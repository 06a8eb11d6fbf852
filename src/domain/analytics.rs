use mongodb::bson::{Bson, Document};
use serde::{Deserialize, Serialize};

use super::filter::Filter;
use super::listing::RoomType;
use super::pipeline::{Group, Operand, Pipeline, Reducer, SortKey};
use super::schema::fields;
use super::value::{as_integer, as_number};
use crate::error::{ListingsError, Result};

// ---------------------------------------------------------------------------
// Types
// ---------------------------------------------------------------------------

#[derive(Debug, Clone, PartialEq, Serialize, Deserialize)]
pub struct NeighbourhoodPriceStats {
    /// `None` for listings without a neighbourhood.
    pub neighbourhood: Option<String>,
    pub avg_price: f64,
    pub min_price: f64,
    pub max_price: f64,
    pub count: u64,
}

#[derive(Debug, Clone, PartialEq, Eq, Serialize, Deserialize)]
pub struct RoomTypeCount {
    pub room_type: Option<String>,
    pub count: u64,
}

// ---------------------------------------------------------------------------
// Pipelines
// ---------------------------------------------------------------------------

/// Average, min and max price per neighbourhood, most expensive first.
pub fn price_stats_pipeline() -> Pipeline {
    Pipeline::new()
        .filter(Filter::exists(fields::PRICE, true))
        .group(
            Group::by(fields::NEIGHBOURHOOD)
                .reduce("avg_price", Reducer::Avg(Operand::field(fields::PRICE)))
                .reduce("min_price", Reducer::Min(Operand::field(fields::PRICE)))
                .reduce("max_price", Reducer::Max(Operand::field(fields::PRICE)))
                .reduce("count", Reducer::Count),
        )
        .sort(vec![SortKey::desc("avg_price"), SortKey::asc("_id")])
}

/// Listings per room type, most common first.
pub fn room_type_count_pipeline() -> Pipeline {
    Pipeline::new()
        .group(Group::by(fields::ROOM_TYPE).reduce("count", Reducer::Count))
        .sort(vec![SortKey::desc("count"), SortKey::asc("_id")])
}

// ---------------------------------------------------------------------------
// Row decoding
// ---------------------------------------------------------------------------

fn group_label(row: &Document) -> Result<Option<String>> {
    match row.get("_id") {
        Some(Bson::String(s)) => Ok(Some(s.clone())),
        Some(Bson::Null) | None => Ok(None),
        Some(other) => Err(ListingsError::Database(format!(
            "unexpected group key {other}"
        ))),
    }
}

fn number(row: &Document, key: &str) -> f64 {
    row.get(key).and_then(as_number).unwrap_or_default()
}

fn count(row: &Document) -> u64 {
    row.get("count")
        .and_then(as_integer)
        .and_then(|n| u64::try_from(n).ok())
        .unwrap_or_default()
}

impl TryFrom<&Document> for NeighbourhoodPriceStats {
    type Error = ListingsError;

    fn try_from(row: &Document) -> Result<Self> {
        Ok(Self {
            neighbourhood: group_label(row)?,
            avg_price: number(row, "avg_price"),
            min_price: number(row, "min_price"),
            max_price: number(row, "max_price"),
            count: count(row),
        })
    }
}

impl TryFrom<&Document> for RoomTypeCount {
    type Error = ListingsError;

    fn try_from(row: &Document) -> Result<Self> {
        Ok(Self {
            room_type: group_label(row)?,
            count: count(row),
        })
    }
}

// ---------------------------------------------------------------------------
// Display impls
// ---------------------------------------------------------------------------

impl std::fmt::Display for NeighbourhoodPriceStats {
    fn fmt(&self, f: &mut std::fmt::Formatter<'_>) -> std::fmt::Result {
        write!(
            f,
            "{}: avg {:.2} EUR (min {:.2}, max {:.2}) over {} listings",
            self.neighbourhood.as_deref().unwrap_or("(sin barrio)"),
            self.avg_price,
            self.min_price,
            self.max_price,
            self.count
        )
    }
}

impl std::fmt::Display for RoomTypeCount {
    fn fmt(&self, f: &mut std::fmt::Formatter<'_>) -> std::fmt::Result {
        let label: &str = match self.room_type.as_deref() {
            Some(raw) => RoomType::parse(raw).map_or(raw, |rt| rt.spanish_label()),
            None => "(sin tipo)",
        };
        write!(f, "{label}: {}", self.count)
    }
}

#[cfg(test)]
mod tests {
    use super::*;
    use mongodb::bson::doc;

    #[test]
    fn price_stats_pipeline_shape() {
        let stages = price_stats_pipeline().to_documents();
        assert_eq!(stages.len(), 3);
        assert!(stages[1].contains_key("$group"));
        assert_eq!(
            stages[2],
            doc! { "$sort": { "avg_price": -1, "_id": 1 } }
        );
        price_stats_pipeline().validate().unwrap();
    }

    #[test]
    fn decodes_price_stats_row() {
        let row = doc! {
            "_id": "Centro",
            "avg_price": 98.5,
            "min_price": 20,
            "max_price": 450.0,
            "count": 1_250,
        };
        let stats = NeighbourhoodPriceStats::try_from(&row).unwrap();
        assert_eq!(stats.neighbourhood.as_deref(), Some("Centro"));
        assert!((stats.min_price - 20.0).abs() < f64::EPSILON);
        assert_eq!(stats.count, 1_250);
        assert!(stats.to_string().contains("Centro: avg 98.50 EUR"));
    }

    #[test]
    fn null_group_key_decodes_to_none() {
        let row = doc! { "_id": Bson::Null, "count": 3_i64 };
        let counts = RoomTypeCount::try_from(&row).unwrap();
        assert_eq!(counts.room_type, None);
        assert_eq!(counts.count, 3);
        assert_eq!(counts.to_string(), "(sin tipo): 3");
    }

    #[test]
    fn room_type_counts_print_spanish_labels() {
        let row = doc! { "_id": "Entire home/apt", "count": 12 };
        let counts = RoomTypeCount::try_from(&row).unwrap();
        assert_eq!(counts.room_type.as_deref(), Some("Entire home/apt"));
        assert_eq!(counts.to_string(), "Casa/apartamento completo: 12");

        let row = doc! { "_id": "Castle", "count": 1 };
        assert_eq!(RoomTypeCount::try_from(&row).unwrap().to_string(), "Castle: 1");
    }

    #[test]
    fn unexpected_group_key_is_an_error() {
        let row = doc! { "_id": 7, "count": 1 };
        assert!(RoomTypeCount::try_from(&row).is_err());
    }
}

★ ★ ★ ★ ★ ★ ★

Exactly as they appear above, copy out all the records.

repository 06a8eb11d6fbf852
filename src/domain/analytics.rs
use mongodb::bson::{Bson, Document};
use serde::{Deserialize, Serialize};

use super::filter::Filter;
use super::listing::RoomType;
use super::pipeline::{Group, Operand, Pipeline, Reducer, SortKey};
use super::schema::fields;
use super::value::{as_integer, as_number};
use crate::error::{ListingsError, Result};

// ---------------------------------------------------------------------------
// Types
// ---------------------------------------------------------------------------

#[derive(Debug, Clone, PartialEq, Serialize, Deserialize)]
pub struct NeighbourhoodPriceStats {
    /// `None` for listings without a neighbourhood.
    pub neighbourhood: Option<String>,
    pub avg_price: f64,
    pub min_price: f64,
    pub max_price: f64,
    pub count: u64,
}

#[derive(Debug, Clone, PartialEq, Eq, Serialize, Deserialize)]
pub struct RoomTypeCount {
    pub room_type: Option<String>,
    pub count: u64,
}

// ---------------------------------------------------------------------------
// Pipelines
// ---------------------------------------------------------------------------

/// Average, min and max price per neighbourhood, most expensive first.
pub fn price_stats_pipeline() -> Pipeline {
    Pipeline::new()
        .filter(Filter::exists(fields::PRICE, true))
        .group(
            Group::by(fields::NEIGHBOURHOOD)
                .reduce("avg_price", Reducer::Avg(Operand::field(fields::PRICE)))
                .reduce("min_price", Reducer::Min(Operand::field(fields::PRICE)))
                .reduce("max_price", Reducer::Max(Operand::field(fields::PRICE)))
                .reduce("count", Reducer::Count),
        )
        .sort(vec![SortKey::desc("avg_price"), SortKey::asc("_id")])
}

/// Listings per room type, most common first.
pub fn room_type_count_pipeline() -> Pipeline {
    Pipeline::new()
        .group(Group::by(fields::ROOM_TYPE).reduce("count", Reducer::Count))
        .sort(vec![SortKey::desc("count"), SortKey::asc("_id")])
}

// ---------------------------------------------------------------------------
// Row decoding
// ---------------------------------------------------------------------------

fn group_label(row: &Document) -> Result<Option<String>> {
    match row.get("_id") {
        Some(Bson::String(s)) => Ok(Some(s.clone())),
        Some(Bson::Null) | None => Ok(None),
        Some(other) => Err(ListingsError::Database(format!(
            "unexpected group key {other}"
        ))),
    }
}

fn number(row: &Document, key: &str) -> f64 {
    row.get(key).and_then(as_number).unwrap_or_default()
}

fn count(row: &Document) -> u64 {
    row.get("count")
        .and_then(as_integer)
        .and_then(|n| u64::try_from(n).ok())
        .unwrap_or_default()
}

impl TryFrom<&Document> for NeighbourhoodPriceStats {
    type Error = ListingsError;

    fn try_from(row: &Document) -> Result<Self> {
        Ok(Self {
            neighbourhood: group_label(row)?,
            avg_price: number(row, "avg_price"),
            min_price: number(row, "min_price"),
            max_price: number(row, "max_price"),
            count: count(row),
        })
    }
}

impl TryFrom<&Document> for RoomTypeCount {
    type Error = ListingsError;

    fn try_from(row: &Document) -> Result<Self> {
        Ok(Self {
            room_type: group_label(row)?,
            count: count(row),
        })
    }
}

// ---------------------------------------------------------------------------
// Display impls
// ---------------------------------------------------------------------------

impl std::fmt::Display for NeighbourhoodPriceStats {
    fn fmt(&self, f: &mut std::fmt::Formatter<'_>) -> std::fmt::Result {
        write!(
            f,
            "{}: avg {:.2} EUR (min {:.2}, max {:.2}) over {} listings",
            self.neighbourhood.as_deref().unwrap_or("(sin barrio)"),
            self.avg_price,
            self.min_price,
            self.max_price,
            self.count
        )
    }
}

impl std::fmt::Display for RoomTypeCount {
    fn fmt(&self, f: &mut std::fmt::Formatter<'_>) -> std::fmt::Result {
        let label: &str = match self.room_type.as_deref() {
            Some(raw) => RoomType::parse(raw).map_or(raw, |rt| rt.spanish_label()),
            None => "(sin tipo)",
        };
        write!(f, "{label}: {}", self.count)
    }
}

#[cfg(test)]
mod tests {
    use super::*;
    use mongodb::bson::doc;

    #[test]
    fn price_stats_pipeline_shape() {
        let stages = price_stats_pipeline().to_documents();
        assert_eq!(stages.len(), 3);
        assert!(stages[1].contains_key("$group"));
        assert_eq!(
            stages[2],
            doc! { "$sort": { "avg_price": -1, "_id": 1 } }
        );
        price_stats_pipeline().validate().unwrap();
    }

    #[test]
    fn decodes_price_stats_row() {
        let row = doc! {
            "_id": "Centro",
            "avg_price": 98.5,
            "min_price": 20,
            "max_price": 450.0,
            "count": 1_250,
        };
        let stats = NeighbourhoodPriceStats::try_from(&row).unwrap();
        assert_eq!(stats.neighbourhood.as_deref(), Some("Centro"));
        assert!((stats.min_price - 20.0).abs() < f64::EPSILON);
        assert_eq!(stats.count, 1_250);
        assert!(stats.to_string().contains("Centro: avg 98.50 EUR"));
    }

    #[test]
    fn null_group_key_decodes_to_none() {
        let row = doc! { "_id": Bson::Null, "count": 3_i64 };
        let counts = RoomTypeCount::try_from(&row).unwrap();
        assert_eq!(counts.room_type, None);
        assert_eq!(counts.count, 3);
        assert_eq!(counts.to_string(), "(sin tipo): 3");
    }

    #[test]
    fn room_type_counts_print_spanish_labels() {
        let row = doc! { "_id": "Entire home/apt", "count": 12 };
        let counts = RoomTypeCount::try_from(&row).unwrap();
        assert_eq!(counts.room_type.as_deref(), Some("Entire home/apt"));
        assert_eq!(counts.to_string(), "Casa/apartamento completo: 12");

        let row = doc! { "_id": "Castle", "count": 1 };
        assert_eq!(RoomTypeCount::try_from(&row).unwrap().to_string(), "Castle: 1");
    }

    #[test]
    fn unexpected_group_key_is_an_error() {
        let row = doc! { "_id": 7, "count": 1 };
        assert!(RoomTypeCount::try_from(&row).is_err());
    }
}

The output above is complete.